Your images did not show up properly, but your calculation of the tower mass inertia about the tower base looks correct to me.
In addition to the point mass, the rotational inertias of the rotor/nacelle assembly (RNA) play an important roll in the total system inertia. The mass, center-of-mass location, and inertias of the RNA for the NREL 5-MW turbine can be found in my June 1, 2012 post in the forum topic found here: Tower Eigenfrequencies of NREL 5MW Turbine.
Dear Dr. Jonkman,
apologize for my question that it could appear trivial but I don’t understand the OC3 Hywind Pftm inertia. It should be rigid body dynamics of a simply cylinder around the axis passes throuh the CM, easily calculable by hand.

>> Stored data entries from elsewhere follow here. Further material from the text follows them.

//! First-seen connection timestamps keyed by device key

use std::collections::{HashMap, HashSet};
use std::sync::{Arc, Mutex, MutexGuard};

use chrono::{DateTime, Utc};

use crate::clock::{Clock, SystemClock};

/// Cache of the instant each device key was first observed as connected
///
/// A recorded instant never changes until the key is evicted with
/// [`ConnectionTimes::retain_keys`]. Shared between the polling task and any
/// readers, so every access goes through one mutex.
#[derive(Debug)]
pub struct ConnectionTimes {
    clock: Arc<dyn Clock>,
    times: Mutex<HashMap<String, DateTime<Utc>>>,
}

impl ConnectionTimes {
    pub fn new(clock: Arc<dyn Clock>) -> Self {
        Self {
            clock,
            times: Mutex::new(HashMap::new()),
        }
    }

    /// Return the recorded instant for `key`, recording "now" if absent
    pub fn get(&self, key: &str) -> DateTime<Utc> {
        let mut times = self.lock();
        if let Some(time) = times.get(key) {
            return *time;
        }

        let now = self.clock.now();
        tracing::debug!("Recording first connection of {} at {}", key, now);
        times.insert(key.to_string(), now);
        now
    }

    /// Look up `key` without recording anything
    pub fn peek(&self, key: &str) -> Option<DateTime<Utc>> {
        self.lock().get(key).copied()
    }

    /// Evict every key not in `keys`
    ///
    /// Returns the number of evicted entries.
    pub fn retain_keys<'a, I>(&self, keys: I) -> usize
    where
        I: IntoIterator<Item = &'a str>,
    {
        let keep: HashSet<&str> = keys.into_iter().collect();
        let mut times = self.lock();
        let before = times.len();
        times.retain(|key, _| keep.contains(key.as_str()));
        let evicted = before - times.len();
        if evicted > 0 {
            tracing::debug!("Evicted {} disconnected device key(s)", evicted);
        }
        evicted
    }

    pub fn len(&self) -> usize {
        self.lock().len()
    }

    pub fn is_empty(&self) -> bool {
        self.lock().is_empty()
    }

    // The map is always left consistent, so a poisoned lock is still usable.
    fn lock(&self) -> MutexGuard<'_, HashMap<String, DateTime<Utc>>> {
        self.times.lock().unwrap_or_else(|poisoned| poisoned.into_inner())
    }
}

impl Default for ConnectionTimes {
    fn default() -> Self {
        Self::new(Arc::new(SystemClock))
    }
}

#[cfg(test)]
mod tests {
    use super::*;
    use crate::clock::FixedClock;
    use chrono::Duration;

    /// Clock that advances one second per call
    #[derive(Debug)]
    struct TickingClock {
        start: DateTime<Utc>,
        ticks: Mutex<i64>,
    }

    impl Clock for TickingClock {
        fn now(&self) -> DateTime<Utc> {
            let mut ticks = self.ticks.lock().unwrap();
            *ticks += 1;
            self.start + Duration::seconds(*ticks)
        }
    }

    fn ticking() -> Arc<TickingClock> {
        Arc::new(TickingClock {
            start: DateTime::parse_from_rfc3339("2018-11-28T01:15:27Z")
                .unwrap()
                .with_timezone(&Utc),
            ticks: Mutex::new(0),
        })
    }

    #[test]
    fn test_get_records_once() {
        let times = ConnectionTimes::new(ticking());

        let first = times.get("emulator-5554");
        let second = times.get("emulator-5554");

        assert_eq!(first, second);
        assert_eq!(times.len(), 1);
    }

    #[test]
    fn test_distinct_keys_get_distinct_times() {
        let times = ConnectionTimes::new(ticking());

        let a = times.get("86UX00F4R");
        let b = times.get("emulator-5554");

        assert!(b > a);
    }

    #[test]
    fn test_peek_does_not_record() {
        let clock = Arc::new(FixedClock::parse("2018-11-28T01:15:27Z").unwrap());
        let times = ConnectionTimes::new(clock);

        assert_eq!(times.peek("86UX00F4R"), None);
        assert!(times.is_empty());

        let recorded = times.get("86UX00F4R");
        assert_eq!(times.peek("86UX00F4R"), Some(recorded));
    }

    #[test]
    fn test_retain_keys_evicts_and_refreshes() {
        let times = ConnectionTimes::new(ticking());
        let original = times.get("Pixel_3_API_Q");
        times.get("86UX00F4R");

        let evicted = times.retain_keys(["86UX00F4R"]);
        assert_eq!(evicted, 1);
        assert_eq!(times.peek("Pixel_3_API_Q"), None);

        // Reconnecting after eviction gets a fresh timestamp
        let reconnected = times.get("Pixel_3_API_Q");
        assert!(reconnected > original);
    }

    #[test]
    fn test_retain_keys_empty_clears_everything() {
        let times = ConnectionTimes::default();
        times.get("a");
        times.get("b");

        assert_eq!(times.retain_keys(std::iter::empty()), 2);
        assert!(times.is_empty());
    }

    #[test]
    fn test_shared_across_threads() {
        let clock = Arc::new(FixedClock::parse("2018-11-28T01:15:27Z").unwrap());
        let times = Arc::new(ConnectionTimes::new(clock));

        let handles: Vec<_> = (0..4)
            .map(|i| {
                let times = Arc::clone(&times);
                std::thread::spawn(move || times.get(&format!("device-{}", i % 2)))
            })
            .collect();

        for handle in handles {
            handle.join().unwrap();
        }

        assert_eq!(times.len(), 2);
    }
}
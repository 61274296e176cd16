//! NDJSON event output for `ddeck watch --json`
//!
//! One JSON object per line, each tagged with an `event` field.
//!
//! # Example Output
//!
//! ```json
//! {"event":"devices_updated","devices":[...],"timestamp":1704700001000}
//! {"event":"device_connected","key":"Pixel_3_API_Q","name":"Pixel 3 API Q","kind":"virtual","timestamp":1704700003000}
//! {"event":"error","message":"adb not found...","fatal":true,"timestamp":1704700004000}
//! ```

use std::collections::HashSet;
use std::io::{self, Write};

use chrono::Utc;
use ddeck_core::Device;
use serde::Serialize;
use tracing::error;

use crate::checker::Compatibility;

/// A device together with its launch compatibility
#[derive(Debug, Clone, Serialize)]
pub struct DeviceView {
    pub device: Device,
    #[serde(skip_serializing_if = "Option::is_none")]
    pub compatibility: Option<Compatibility>,
}

/// Events emitted on stdout
#[derive(Debug, Clone, Serialize)]
#[serde(tag = "event", rename_all = "snake_case")]
pub enum DeckEvent {
    /// Full reconciled list after a change
    DevicesUpdated {
        devices: Vec<DeviceView>,
        timestamp: i64,
    },

    /// A device became connected since the previous list
    DeviceConnected {
        key: String,
        name: String,
        kind: &'static str,
        timestamp: i64,
    },

    /// A device is no longer connected
    DeviceDisconnected {
        key: String,
        name: String,
        kind: &'static str,
        timestamp: i64,
    },

    /// Error occurred
    Error {
        message: String,
        fatal: bool,
        timestamp: i64,
    },
}

impl DeckEvent {
    /// Emit this event to stdout as JSON
    pub fn emit(&self) {
        let json = match serde_json::to_string(self) {
            Ok(json) => json,
            Err(e) => {
                error!("Failed to serialize event: {}", e);
                return;
            }
        };

        let mut stdout = io::stdout().lock();
        if let Err(e) = writeln!(stdout, "{}", json) {
            error!("Failed to write event to stdout: {}", e);
            return;
        }

        if let Err(e) = stdout.flush() {
            error!("Failed to flush stdout: {}", e);
        }
    }

    /// Get current timestamp in milliseconds
    fn now() -> i64 {
        Utc::now().timestamp_millis()
    }

    // ─────────────────────────────────────────────────────────
    // Convenience constructors
    // ─────────────────────────────────────────────────────────

    pub fn devices_updated(devices: Vec<DeviceView>) -> Self {
        Self::DevicesUpdated {
            devices,
            timestamp: Self::now(),
        }
    }

    pub fn device_connected(device: &Device) -> Self {
        Self::DeviceConnected {
            key: device.key().to_string(),
            name: device.name().to_string(),
            kind: device.kind(),
            timestamp: Self::now(),
        }
    }

    pub fn device_disconnected(device: &Device) -> Self {
        Self::DeviceDisconnected {
            key: device.key().to_string(),
            name: device.name().to_string(),
            kind: device.kind(),
            timestamp: Self::now(),
        }
    }

    pub fn error(message: String, fatal: bool) -> Self {
        Self::Error {
            message,
            fatal,
            timestamp: Self::now(),
        }
    }
}

/// Connection changes between two device lists
///
/// Disconnections come first, then connections, each in list order.
pub fn connection_changes(previous: &[Device], current: &[Device]) -> Vec<DeckEvent> {
    let connected_keys = |devices: &[Device]| -> HashSet<String> {
        devices
            .iter()
            .filter(|d| d.is_connected())
            .map(|d| d.key().to_string())
            .collect()
    };

    let before = connected_keys(previous);
    let after = connected_keys(current);

    let disconnected = previous
        .iter()
        .filter(|d| d.is_connected() && !after.contains(d.key()))
        .map(DeckEvent::device_disconnected);

    let connected = current
        .iter()
        .filter(|d| d.is_connected() && !before.contains(d.key()))
        .map(DeckEvent::device_connected);

    disconnected.chain(connected).collect()
}
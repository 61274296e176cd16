//! Android AVD (Android Virtual Device) discovery
//!
//! Lists configured AVDs with `emulator -list-avds` and enriches each one from
//! its `config.ini` when the AVD home directory is readable.

use ddeck_core::prelude::*;
use ddeck_core::{AndroidDevice, VirtualDevice};
use regex::Regex;
use std::collections::HashMap;
use std::path::{Path, PathBuf};
use std::sync::LazyLock;
use std::time::Duration;

use crate::command::run_tool;
use crate::ToolAvailability;

/// Static regex pattern for extracting API level from AVD names
static API_PATTERN: LazyLock<Regex> =
    LazyLock::new(|| Regex::new(r"_API_(\d+)$").expect("Invalid API pattern regex"));

/// Static regex pattern for the API level inside a system image path or target
static TARGET_PATTERN: LazyLock<Regex> =
    LazyLock::new(|| Regex::new(r"android-(\d+)").expect("Invalid target pattern regex"));

/// An Android Virtual Device (AVD)
#[derive(Debug, Clone, PartialEq, Eq)]
pub struct AndroidAvd {
    /// AVD name (used as the device key)
    pub name: String,
    /// Friendly display name
    pub display_name: String,
    /// API level (e.g., 33 for Android 13)
    pub api_level: Option<u32>,
}

impl AndroidAvd {
    pub fn into_virtual_device(self) -> VirtualDevice {
        let handle = AndroidDevice::launchable(&self.name).with_api_level(self.api_level);
        VirtualDevice::new(self.name, self.display_name, handle)
    }
}

/// Settings read from `<avd home>/<name>.avd/config.ini`
#[derive(Debug, Clone, Default, PartialEq, Eq)]
struct AvdConfig {
    display_name: Option<String>,
    api_level: Option<u32>,
}

/// List all configured Android AVDs as disconnected virtual devices
///
/// Uses the emulator path from ToolAvailability.
pub async fn list_android_avds(
    tool_availability: &ToolAvailability,
    limit: Duration,
) -> Result<Vec<VirtualDevice>> {
    let emulator = tool_availability
        .emulator_path
        .as_deref()
        .ok_or_else(|| Error::tool_not_found("emulator"))?;

    let stdout = run_tool(emulator, &["-list-avds"], limit).await?;
    let mut avds = parse_avd_list(&stdout);

    if let Some(home) = avd_home() {
        for avd in &mut avds {
            apply_config(avd, &home).await;
        }
    }

    debug!("Found {} AVD(s)", avds.len());

    Ok(avds
        .into_iter()
        .map(AndroidAvd::into_virtual_device)
        .collect())
}

/// Parse the output of `emulator -list-avds`
///
/// Output format is one AVD name per line. Diagnostic lines the emulator
/// sometimes prints (`INFO    | ...`) are skipped; AVD names never contain
/// whitespace.
fn parse_avd_list(output: &str) -> Vec<AndroidAvd> {
    output
        .lines()
        .map(str::trim)
        .filter(|line| !line.is_empty() && !line.contains(char::is_whitespace))
        .map(|name| {
            let (display_name, api_level) = parse_avd_name(name);

            AndroidAvd {
                name: name.to_string(),
                display_name,
                api_level,
            }
        })
        .collect()
}

/// Parse AVD name to extract display name and API level
///
/// Common naming patterns:
/// - "Pixel_6_API_33" -> ("Pixel 6 API 33", Some(33))
/// - "Pixel_3_API_Q" -> ("Pixel 3 API Q", None)
/// - "My_Custom_AVD" -> ("My Custom AVD", None)
fn parse_avd_name(name: &str) -> (String, Option<u32>) {
    let api_level = API_PATTERN
        .captures(name)
        .and_then(|caps| caps.get(1))
        .and_then(|m| m.as_str().parse().ok());

    (name.replace('_', " "), api_level)
}

/// Overlay `config.ini` values onto a listed AVD
async fn apply_config(avd: &mut AndroidAvd, home: &Path) {
    let path = home.join(format!("{}.avd", avd.name)).join("config.ini");

    let content = match tokio::fs::read_to_string(&path).await {
        Ok(content) => content,
        Err(e) => {
            trace!("No readable config for {}: {}", avd.name, e);
            return;
        }
    };

    let config = parse_config_ini(&content);
    if let Some(display_name) = config.display_name {
        avd.display_name = display_name;
    }
    if config.api_level.is_some() {
        avd.api_level = config.api_level;
    }
}

/// Parse the `key=value` lines of an AVD `config.ini`
fn parse_config_ini(content: &str) -> AvdConfig {
    let values: HashMap<&str, &str> = content
        .lines()
        .filter_map(|line| line.split_once('='))
        .map(|(key, value)| (key.trim(), value.trim()))
        .collect();

    let display_name = values
        .get("avd.ini.displayname")
        .filter(|name| !name.is_empty())
        .map(|name| name.to_string());

    let api_level = ["image.sysdir.1", "target"]
        .iter()
        .filter_map(|key| values.get(key))
        .find_map(|value| {
            TARGET_PATTERN
                .captures(value)
                .and_then(|caps| caps.get(1))
                .and_then(|m| m.as_str().parse().ok())
        });

    AvdConfig {
        display_name,
        api_level,
    }
}

/// Directory holding `<name>.avd` folders
///
/// `ANDROID_AVD_HOME` wins, then `ANDROID_USER_HOME/avd`, then `~/.android/avd`.
fn avd_home() -> Option<PathBuf> {
    if let Some(home) = std::env::var_os("ANDROID_AVD_HOME") {
        return Some(PathBuf::from(home));
    }
    if let Some(user_home) = std::env::var_os("ANDROID_USER_HOME") {
        return Some(PathBuf::from(user_home).join("avd"));
    }
    dirs::home_dir().map(|home| home.join(".android").join("avd"))
}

Using the formula Iz = MR^2 valid for a thin cylinder the Yaw inertia is the same as yours, but the results for the pitch and roll inertia get wrong.
These are equal to Ix=Iy=1/2MR^2 + 1/12MH^2. In these formule M is the platform mass (7.466.330 kg), R is the radius (4.7m) and H is the cylinder height (120m). In this formula I approximated the cylinder as if it is without the tapering part (I think is a valid approximation for a rough inertia estimation).
My results for the pitch and roll inertia are 9,04E+09 kgm^2, so almost the double of yours (4.22923E+09 km^2).
Moreover using the forementionated formule what I get is an inertia about the center of the cylinder (i.e. 60m), but if I would consider the calculation about its CM I will obtain a higher values (due to the transportation theorem).
Where am I doing wrong?
Thank you very much for your support.
Your inertia formulas are valid for a thin cylinder with a uniformly distributed mass. However, the mass of the OC3-Hywind spar is not uniformly distributed. Instead the mass is likely concentrated closer to the center of mass (due to ballasting), thus lowering the pitch/roll inertias. However, the exact details of the mass distribution have not been made publicly available for the OC3-Hywind spar.
Dear Dr. Jonkman
I have a question about added mass and damping coefficient. I used your valuable information in this topic to model and analyze the OC3 Hywind. I’ve tried to verify added mass and damping results with an article of you"Definition of the Floating System for Phase IV of OC3". The results at 3 main directions (x,y,z) are OK. The problem is about other directions (rx, ry, rz). The difference between figures is significant and I don’t Know why? could you please help me in this regards?
I’m not sure I understand your question. Please clarify.